El peligro es latente en la casa de seis menores y dos adultos, la familia siente temor por el poste que descansa encima de la vivienda. Foto: Níger Martínez

El temor a una tragedia fatal es el vecino más constante en el hogar de Rosneyda Centeno. En una vivienda ubicada en la intersección del callejón Táchira con la calle Valmore Rodríguez del sector Pinto Salinas en San Félix, dos adultos y seis niños de distintas edades, incluyendo a un lactante en brazos, viven en una situación de vulnerabilidad extrema debido al colapso de la infraestructura de servicios públicos.

Centeno denuncia con preocupación que las paredes y el techo de zinc de su residencia se transforman en conductores de energía eléctrica cada vez que llueve. «No podemos estar tranquilos cuando empieza a escampar; el miedo a que los niños toquen una pared y queden electrocutados es constante», manifestó la afectada.

La guaya de cobre se partió, la misma cuelga, y una parte está en la acera por donde transitan los vecinos

Una estructura sostenida por el peligro

El origen de este riesgo inminente radica en un poste perteneciente a la Compañía Anónima Nacional Teléfonos de Venezuela (CANTV).

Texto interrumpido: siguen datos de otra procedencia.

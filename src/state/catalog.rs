/// The movie catalog and the title search filter
///
/// The catalog is an immutable, ordered list of movies embedded at build
/// time. The session only consumes the `Catalog` type, so a future real
/// data source can be swapped in without touching filter or favorites
/// logic.

use super::data::MovieRecord;

/// An immutable, ordered collection of movies
#[derive(Debug, Clone, PartialEq)]
pub struct Catalog {
    movies: Vec<MovieRecord>,
}

impl Catalog {
    /// Create a catalog from an arbitrary list of movies
    pub fn new(movies: Vec<MovieRecord>) -> Self {
        Catalog { movies }
    }

    /// The catalog shipped with the app
    pub fn builtin() -> Self {
        Catalog::new(vec![
            movie(
                "The Batman",
                "https://image.tmdb.org/t/p/w500/74xTEgt7R36Fpooo50r9T25onhq.jpg",
                4.5,
                "Un nuevo caballero oscuro aparece en Gotham.",
            ),
            movie(
                "Oppenheimer",
                "https://encrypted-tbn0.gstatic.com/images?q=tbn:ANd9GcTqzPdSwrwUVF0AjKzfnGSeW6VoPT5lrM627A&s",
                4.8,
                "Una exploración del subconsciente en los sueños.",
            ),
            movie(
                "Interstellar",
                "https://image.tmdb.org/t/p/w500/gEU2QniE6E77NI6lCU6MxlNBvIx.jpg",
                5.0,
                "Una misión épica a través del espacio y el tiempo.",
            ),
        ])
    }

    /// All movies, in catalog order
    pub fn movies(&self) -> &[MovieRecord] {
        &self.movies
    }

    /// Look a movie up by its exact title
    pub fn find(&self, title: &str) -> Option<&MovieRecord> {
        self.movies.iter().find(|movie| movie.title == title)
    }

    /// Movies whose title contains `query`, case-insensitively
    ///
    /// The empty query matches everything. Catalog order is preserved;
    /// there is no re-ranking. Only the title is searched.
    pub fn filter(&self, query: &str) -> Vec<&MovieRecord> {
        let needle = query.to_lowercase();
        self.movies
            .iter()
            .filter(|movie| movie.title.to_lowercase().contains(&needle))
            .collect()
    }
}

/// Helper to build a catalog entry from literals
fn movie(title: &str, image: &str, rating: f32, description: &str) -> MovieRecord {
    MovieRecord {
        title: title.to_string(),
        image: image.to_string(),
        rating,
        description: description.to_string(),
    }
}

#[cfg(test)]
mod tests {
    use super::*;

    fn titles(movies: &[&MovieRecord]) -> Vec<String> {
        movies.iter().map(|movie| movie.title.clone()).collect()
    }

    #[test]
    fn test_builtin_catalog_contents() {
        let catalog = Catalog::builtin();

        assert_eq!(catalog.movies().len(), 3);
        assert_eq!(catalog.movies()[0].title, "The Batman");
        assert_eq!(catalog.movies()[1].title, "Oppenheimer");
        assert_eq!(catalog.movies()[2].title, "Interstellar");
    }

    #[test]
    fn test_empty_query_returns_full_catalog() {
        let catalog = Catalog::builtin();
        let filtered = catalog.filter("");

        assert_eq!(
            titles(&filtered),
            vec!["The Batman", "Oppenheimer", "Interstellar"]
        );
    }

    #[test]
    fn test_filter_is_case_insensitive() {
        let catalog = Catalog::builtin();

        assert_eq!(titles(&catalog.filter("inter")), vec!["Interstellar"]);
        assert_eq!(titles(&catalog.filter("INTER")), vec!["Interstellar"]);
        assert_eq!(titles(&catalog.filter("iNtEr")), vec!["Interstellar"]);
    }

    #[test]
    fn test_filter_preserves_catalog_order() {
        let catalog = Catalog::builtin();

        // Both Oppenheimer and Interstellar contain "er"; catalog order wins
        assert_eq!(
            titles(&catalog.filter("er")),
            vec!["Oppenheimer", "Interstellar"]
        );
    }

    #[test]
    fn test_filter_without_match_is_empty() {
        let catalog = Catalog::builtin();

        assert!(catalog.filter("zzz").is_empty());
        assert!(catalog.filter("¿batman?").is_empty());
    }

    #[test]
    fn test_find_by_exact_title() {
        let catalog = Catalog::builtin();

        assert_eq!(catalog.find("Oppenheimer").map(|m| m.rating), Some(4.8));
        assert!(catalog.find("oppenheimer").is_none());
        assert!(catalog.find("Dune").is_none());
    }
}
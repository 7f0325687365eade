/// The user's favorites list
///
/// An insertion-ordered, duplicate-free (by title) list of movies. The
/// list is serialized to JSON and mirrored to the store after every
/// mutation; a stored value that is absent or unreadable degrades to the
/// empty list.

use super::data::MovieRecord;

/// Duplicate-free, insertion-ordered list of favorite movies
#[derive(Debug, Clone, Default, PartialEq)]
pub struct Favorites {
    movies: Vec<MovieRecord>,
}

impl Favorites {
    /// Create an empty favorites list
    pub fn new() -> Self {
        Self::default()
    }

    /// Restore a favorites list from its stored JSON value
    ///
    /// Malformed JSON degrades to the empty list. Duplicate titles in the
    /// stored value are dropped, keeping the first occurrence, so the
    /// at-most-once invariant holds even for values this app did not write.
    pub fn from_json(raw: &str) -> Self {
        let stored: Vec<MovieRecord> = serde_json::from_str(raw).unwrap_or_default();

        let mut favorites = Favorites::new();
        for movie in stored {
            favorites.insert(movie);
        }
        favorites
    }

    /// Serialize the full list for storage (full overwrite, no deltas)
    pub fn to_json(&self) -> Result<String, serde_json::Error> {
        serde_json::to_string(&self.movies)
    }

    /// Append a movie unless one with the same title is already present
    pub fn insert(&mut self, movie: MovieRecord) {
        if !self.contains(&movie.title) {
            self.movies.push(movie);
        }
    }

    /// Remove the movie with the given title, if present.
    /// Returns whether anything was removed.
    pub fn remove(&mut self, title: &str) -> bool {
        match self.movies.iter().position(|movie| movie.title == title) {
            Some(index) => {
                self.movies.remove(index);
                true
            }
            None => false,
        }
    }

    /// Flip membership: append if absent, remove if present
    pub fn toggle(&mut self, movie: MovieRecord) {
        if !self.remove(&movie.title) {
            self.insert(movie);
        }
    }

    /// Whether a movie with this title is in the list
    pub fn contains(&self, title: &str) -> bool {
        self.movies.iter().any(|movie| movie.title == title)
    }

    pub fn is_empty(&self) -> bool {
        self.movies.is_empty()
    }

    pub fn len(&self) -> usize {
        self.movies.len()
    }

    /// Favorites in insertion order
    pub fn iter(&self) -> std::slice::Iter<'_, MovieRecord> {
        self.movies.iter()
    }
}

#[cfg(test)]
mod tests {
    use super::*;

    fn sample(title: &str) -> MovieRecord {
        MovieRecord {
            title: title.to_string(),
            image: format!("https://posters.example/{}.jpg", title),
            rating: 4.0,
            description: "Una película de prueba.".to_string(),
        }
    }

    #[test]
    fn test_toggle_twice_restores_list() {
        let mut favorites = Favorites::new();
        favorites.insert(sample("Oppenheimer"));
        let before = favorites.clone();

        favorites.toggle(sample("The Batman"));
        favorites.toggle(sample("The Batman"));

        assert_eq!(favorites, before);
    }

    #[test]
    fn test_insert_never_duplicates() {
        let mut favorites = Favorites::new();

        favorites.insert(sample("Interstellar"));
        favorites.insert(sample("Interstellar"));
        favorites.insert(sample("Interstellar"));

        assert_eq!(favorites.len(), 1);
    }

    #[test]
    fn test_toggle_keeps_insertion_order() {
        let mut favorites = Favorites::new();

        favorites.toggle(sample("The Batman"));
        favorites.toggle(sample("Oppenheimer"));
        let titles: Vec<&str> = favorites.iter().map(|m| m.title.as_str()).collect();
        assert_eq!(titles, vec!["The Batman", "Oppenheimer"]);

        favorites.toggle(sample("The Batman"));
        let titles: Vec<&str> = favorites.iter().map(|m| m.title.as_str()).collect();
        assert_eq!(titles, vec!["Oppenheimer"]);
    }

    #[test]
    fn test_malformed_json_degrades_to_empty() {
        assert!(Favorites::from_json("").is_empty());
        assert!(Favorites::from_json("not json at all").is_empty());
        assert!(Favorites::from_json("{\"title\":\"not an array\"}").is_empty());
    }

    #[test]
    fn test_restore_dedupes_stored_value() {
        // Build a stored value with a duplicate by hand
        let raw = format!(
            "[{},{},{}]",
            serde_json::to_string(&sample("The Batman")).unwrap(),
            serde_json::to_string(&sample("Oppenheimer")).unwrap(),
            serde_json::to_string(&sample("The Batman")).unwrap(),
        );

        let restored = Favorites::from_json(&raw);
        let titles: Vec<&str> = restored.iter().map(|m| m.title.as_str()).collect();
        assert_eq!(titles, vec!["The Batman", "Oppenheimer"]);
    }

    #[test]
    fn test_stored_value_restores_list() {
        let mut favorites = Favorites::new();
        favorites.insert(sample("Interstellar"));
        favorites.insert(sample("The Batman"));

        let restored = Favorites::from_json(&favorites.to_json().unwrap());

        assert_eq!(restored, favorites);
    }
}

El óxido desgastó severamente la base de metal de la estructura hasta que esta cedió por completo, cayendo directamente sobre la propiedad de la familia Centeno.

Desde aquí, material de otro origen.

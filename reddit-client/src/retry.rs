use std::future::Future;
use std::time::Duration;
use subdigest_core::{ErrorExt, FetchError};
use tokio::time::sleep;
use tracing::{debug, error, info};

/// Configuration for retry behavior
#[derive(Debug, Clone)]
pub struct RetryConfig {
    /// Maximum number of attempts, the first one included
    pub max_attempts: u32,
    /// Base delay for exponential backoff (in milliseconds)
    pub base_delay_ms: u64,
    /// Maximum delay between retries (in milliseconds)
    pub max_delay_ms: u64,
    /// Multiplier for exponential backoff
    pub backoff_multiplier: f64,
    /// Maximum jitter factor (0.0 to 1.0)
    pub jitter_factor: f64,
}

impl Default for RetryConfig {
    fn default() -> Self {
        Self {
            max_attempts: 3,
            base_delay_ms: 1000, // 1 second
            max_delay_ms: 30000, // 30 seconds
            backoff_multiplier: 2.0,
            jitter_factor: 0.1, // 10% jitter
        }
    }
}

impl RetryConfig {
    /// Retry config for the public listing endpoints
    pub fn reddit(max_attempts: u32) -> Self {
        Self {
            max_attempts: max_attempts.max(1),
            base_delay_ms: 2000,
            max_delay_ms: 60000,
            backoff_multiplier: 2.0,
            jitter_factor: 0.2,
        }
    }
}

/// Retry strategy based on error type
#[derive(Debug, Clone, PartialEq)]
pub enum RetryStrategy {
    /// Retry with exponential backoff
    Retry,
    /// Retry after the delay the server asked for
    RetryWithDelay(Duration),
    /// Don't retry (for permanent failures)
    NoRetry,
}

/// Determine retry strategy based on error type
pub fn get_retry_strategy(error: &FetchError, config: &RetryConfig) -> RetryStrategy {
    if !error.is_retryable() {
        return RetryStrategy::NoRetry;
    }

    match error.retry_after() {
        Some(delay) => {
            RetryStrategy::RetryWithDelay(delay.min(Duration::from_millis(config.max_delay_ms)))
        }
        None => RetryStrategy::Retry,
    }
}

/// Calculate delay with exponential backoff and jitter
pub fn calculate_delay(attempt: u32, config: &RetryConfig) -> Duration {
    let base_delay = Duration::from_millis(config.base_delay_ms);
    let max_delay = Duration::from_millis(config.max_delay_ms);

    let exponential_delay = if attempt == 0 {
        base_delay
    } else {
        let multiplier = config.backoff_multiplier.powi(attempt as i32);
        let delay_ms = (config.base_delay_ms as f64 * multiplier) as u64;
        Duration::from_millis(delay_ms.min(config.max_delay_ms))
    };

    let jitter_range = (exponential_delay.as_millis() as f64 * config.jitter_factor) as u64;
    let jitter = fastrand::u64(0..=jitter_range);
    let final_delay = exponential_delay + Duration::from_millis(jitter);

    final_delay.min(max_delay)
}

/// Runs an operation until it succeeds, fails permanently, or runs out of attempts.
#[derive(Debug, Clone)]
pub struct RetryExecutor {
    config: RetryConfig,
}

impl RetryExecutor {
    pub fn new(config: RetryConfig) -> Self {
        Self { config }
    }

    pub fn config(&self) -> &RetryConfig {
        &self.config
    }

    /// Execute an operation with retry logic, returning the last error on failure
    pub async fn execute<F, Fut, T>(
        &self,
        operation_name: &str,
        operation: F,
    ) -> Result<T, FetchError>
    where
        F: Fn() -> Fut,
        Fut: Future<Output = Result<T, FetchError>>,
    {
        let max_attempts = self.config.max_attempts.max(1);
        let mut total_delay_ms = 0u64;
        let mut attempt = 0u32;

        loop {
            if attempt > 0 {
                debug!("Retry attempt {} for {}", attempt, operation_name);
            }

            let error = match operation().await {
                Ok(result) => {
                    if attempt > 0 {
                        info!(
                            "Operation {} succeeded after {} retries (total delay: {}ms)",
                            operation_name, attempt, total_delay_ms
                        );
                    }
                    return Ok(result);
                }
                Err(error) => error,
            };

            debug!(
                "Attempt {} failed for {}: {}",
                attempt + 1,
                operation_name,
                error
            );

            let has_attempts_left = attempt + 1 < max_attempts;
            let delay = match get_retry_strategy(&error, &self.config) {
                RetryStrategy::NoRetry => {
                    debug!(
                        "Not retrying {} due to error type: {}",
                        operation_name, error
                    );
                    return Err(error);
                }
                _ if !has_attempts_left => {
                    error!(
                        "Operation {} failed after {} attempts with total delay of {}ms",
                        operation_name, max_attempts, total_delay_ms
                    );
                    return Err(error);
                }
                RetryStrategy::Retry => calculate_delay(attempt, &self.config),
                RetryStrategy::RetryWithDelay(delay) => delay,
            };

            info!(
                "Retrying {} in {:?} due to: {}",
                operation_name, delay, error
            );
            total_delay_ms += delay.as_millis() as u64;
            sleep(delay).await;
            attempt += 1;
        }
    }
}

Actualmente, es la propia pared de la vivienda la que sirve de soporte para el pesado mástil y un denso manojo de cables de telecomunicaciones. Peor aún, las láminas de zinc del techo se encuentran incrustadas en el cableado, y una guaya de cobre partida cuelga peligrosamente, rozando la acera pública por donde transitan diariamente los habitantes del sector.

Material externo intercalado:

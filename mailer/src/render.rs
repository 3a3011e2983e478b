//! Markdown to e-mail HTML.

use pulldown_cmark::{html, Options, Parser};
use pulldown_cmark_escape::escape_html;

const STYLE: &str = r#"
body {
    font-family: Arial, sans-serif;
    line-height: 1.6;
    color: #333;
    max-width: 800px;
    margin: 0 auto;
    padding: 20px;
}
h1, h2, h3, h4, h5, h6 {
    color: #2c3e50;
    margin-top: 1.5em;
    margin-bottom: 0.5em;
}
a { color: #3498db; text-decoration: none; }
a:hover { text-decoration: underline; }
code {
    background-color: #f8f9fa;
    padding: 2px 4px;
    border-radius: 4px;
    font-family: monospace;
}
pre {
    background-color: #f8f9fa;
    padding: 15px;
    border-radius: 8px;
    overflow-x: auto;
}
blockquote {
    border-left: 4px solid #3498db;
    margin: 0;
    padding-left: 20px;
    color: #666;
}
table { border-collapse: collapse; }
th, td { border: 1px solid #ddd; padding: 6px 10px; }
img { max-width: 100%; height: auto; }
ul, ol { padding-left: 20px; }
li { margin-bottom: 8px; }
strong { color: #2c3e50; }
"#;

fn markdown_options() -> Options {
    let mut options = Options::empty();
    options.insert(Options::ENABLE_TABLES);
    options.insert(Options::ENABLE_FOOTNOTES);
    options.insert(Options::ENABLE_STRIKETHROUGH);
    options.insert(Options::ENABLE_HEADING_ATTRIBUTES);
    options
}

/// Renders Markdown to an HTML fragment.
pub fn markdown_to_html(markdown: &str) -> String {
    let parser = Parser::new_ext(markdown, markdown_options());
    let mut html_output = String::with_capacity(markdown.len() * 3 / 2);
    html::push_html(&mut html_output, parser);
    html_output
}

/// Full HTML document for the digest body, styled inline for mail clients.
pub fn render_email_html(title: &str, markdown: &str) -> String {
    format!(
        "<!DOCTYPE html>\n<html>\n<head>\n<meta charset=\"utf-8\">\n<title>{}</title>\n<style>{}</style>\n</head>\n<body>\n{}</body>\n</html>\n",
        escape_text(title),
        STYLE,
        markdown_to_html(markdown)
    )
}

fn escape_text(text: &str) -> String {
    let mut escaped = String::with_capacity(text.len());
    // Writing into a String cannot fail.
    let _ = escape_html(&mut escaped, text);
    escaped
}

#[cfg(test)]
mod tests {
    use super::*;

    #[test]
    fn test_digest_structure_renders() {
        let html = markdown_to_html(
            "# Newsletter\n## 🚀 Modelos\nTexto com **negrito** e [link](https://example.com).\n",
        );
        assert!(html.contains("<h1>Newsletter</h1>"));
        assert!(html.contains("<h2>🚀 Modelos</h2>"));
        assert!(html.contains("<strong>negrito</strong>"));
        assert!(html.contains("<a href=\"https://example.com\">link</a>"));
    }

    #[test]
    fn test_extensions_enabled() {
        let html = markdown_to_html("| a | b |\n|---|---|\n| 1 | 2 |\n\n~~old~~\n");
        assert!(html.contains("<table>"));
        assert!(html.contains("<del>old</del>"));

        let html = markdown_to_html("## Perspectivas {#futuro}\n");
        assert!(html.contains("id=\"futuro\""));
    }

    #[test]
    fn test_email_document() {
        let html = render_email_html("Daily <Digest>", "Hello");
        assert!(html.starts_with("<!DOCTYPE html>"));
        assert!(html.contains("<title>Daily &lt;Digest&gt;</title>"));

        let html = render_email_html("R&D \"weekly\"", "x");
        assert!(html.contains("<title>R&amp;D &quot;weekly&quot;</title>"));
        assert!(html.contains("max-width: 800px"));
        assert!(html.contains("<p>Hello</p>"));
    }

    #[test]
    fn test_malformed_markdown_still_renders() {
        let html = markdown_to_html("**unclosed [link](\n# ");
        assert!(!html.is_empty());
    }
}
pub mod api;
pub mod links;
pub mod retry;


pub use api::RedditApiClient;
pub use retry::{RetryConfig, RetryExecutor};

use std::time::Duration;
use subdigest_core::{
    CollectionResult, CollectionSettings, Comment, Discussion, ErrorExt, FetchError,
};
use tracing::{debug, info, info_span, warn, Instrument};

/// Anything that can produce the day's ranked discussions for a community.
#[allow(async_fn_in_trait)]
pub trait ContentSource {
    async fn collect_daily_content(
        &self,
        community: &str,
        post_limit: usize,
        comments_per_post: usize,
    ) -> Result<CollectionResult, FetchError>;
}

/// Anonymous client for the public JSON listing endpoints.
#[derive(Debug)]
pub struct RedditClient {
    api: RedditApiClient,
    retry: RetryExecutor,
    request_delay: Duration,
}

impl RedditClient {
    pub fn new(settings: &CollectionSettings) -> Result<Self, FetchError> {
        let api = RedditApiClient::new(
            settings.base_url.clone(),
            settings.user_agent.clone(),
            settings.timeout,
        )?;

        Ok(Self {
            api,
            retry: RetryExecutor::new(RetryConfig::reddit(settings.retry_attempts)),
            request_delay: settings.request_delay,
        })
    }

    pub fn with_retry_config(mut self, config: RetryConfig) -> Self {
        self.retry = RetryExecutor::new(config);
        self
    }

    pub fn api(&self) -> &RedditApiClient {
        &self.api
    }

    async fn fetch_discussions(
        &self,
        community: &str,
        post_limit: usize,
    ) -> Result<Vec<Discussion>, FetchError> {
        let operation_name = format!("top posts of r/{}", community);
        let posts = self
            .retry
            .execute(&operation_name, || {
                self.api.get_top_daily_posts(community, post_limit)
            })
            .await?;

        Ok(posts.into_iter().map(Discussion::from).collect())
    }

    /// Attaches comments and their links; a failure leaves the discussion without comments.
    async fn attach_comments(
        &self,
        community: &str,
        discussion: &mut Discussion,
        comments_per_post: usize,
    ) {
        if comments_per_post == 0 {
            return;
        }

        if !self.request_delay.is_zero() {
            tokio::time::sleep(self.request_delay).await;
        }

        match self
            .api
            .get_post_comments(community, &discussion.id, comments_per_post)
            .await
        {
            Ok(comments) => {
                discussion.comments = comments.into_iter().map(Comment::from).collect();
                let comment_links =
                    links::collect_links(discussion.comments.iter().map(|c| c.body.as_str()));
                discussion.links.extend(comment_links);
                debug!(
                    post_id = %discussion.id,
                    comments = discussion.comments.len(),
                    links = discussion.links.len(),
                    "Attached comments"
                );
            }
            Err(e) => {
                warn!(
                    post_id = %discussion.id,
                    error_code = %e.error_code(),
                    "Comments unavailable, keeping discussion without them: {}",
                    e
                );
                discussion.comments.clear();
            }
        }
    }
}

impl ContentSource for RedditClient {
    async fn collect_daily_content(
        &self,
        community: &str,
        post_limit: usize,
        comments_per_post: usize,
    ) -> Result<CollectionResult, FetchError> {
        let mut result = CollectionResult::new(community, post_limit, comments_per_post);
        let span = info_span!("collect", run_id = %result.run_id, community);

        async move {
            info!(post_limit, comments_per_post, "Collecting top discussions of the day");

            let mut discussions = self.fetch_discussions(community, post_limit).await?;
            for discussion in discussions.iter_mut() {
                self.attach_comments(community, discussion, comments_per_post)
                    .await;
            }

            result.discussions = discussions;
            info!(
                discussions = result.discussions.len(),
                comments = result.comment_count(),
                "Collection finished"
            );
            Ok::<_, FetchError>(result)
        }
        .instrument(span)
        .await
    }
}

A pesar de la gravedad de la situación, la respuesta institucional ha sido nula. Centeno asegura haber acudido en reiteradas oportunidades a las oficinas principales de CANTV en San Félix para formalizar la denuncia, pero sus reclamos han sido ignorados.

“Los miembros del consejo comunal también están al tanto del problema. Según ellos, han tramitado los reportes a través de las plataformas correspondientes, pero ya van varios años con el poste encima de mi casa y nadie resuelve”, reclamó la madre, quien responsabilizó públicamente a la empresa estatal de telecomunicaciones por cualquier percance o pérdida humana que pueda ocurrir en su hogar.

Otro grave problema que viven residentes de Pinto Salinas, el tendido eléctrico se encuentra destruido

Sector octogenario en el abandono

La problemática del poste electrificado no es un hecho aislado, sino el reflejo del deterioro generalizado que sufre Pinto Salinas, una comunidad que acumula más de 80 años de fundada. Sus calles muestran las cicatrices del tiempo y la falta de inversión: botes de agua potable, maleza crecida que obstruye la visibilidad y un tendido eléctrico obsoleto.

El peligro se extiende por los aires. Ante las fuertes brisas y los vendavales característicos de la zona, las guayas de alta tensión chocan entre sí provocando peligrosas chispas y apagones.

La gravedad del asunto obligó a los propios residentes a intervenir de manera rudimentaria, utilizando varas y pedazos de madera, los vecinos han tenido que separar los cables eléctricos que se encuentran excesivamente estirados y vencidos tras décadas de uso sin sustitución.

Ante este escenario de desidia compartida, la comunidad organizada de Pinto Salinas hace un llamado de urgencia tanto a la Corporación Eléctrica Nacional (Corpoelec) como a CANTV. Exigen una inspección técnica inmediata y un plan de mantenimiento integral que sustituya los postes vencidos y tense las guayas de alta energía, antes de que el invierno o el colapso definitivo de la estructura cobren una vida inocente.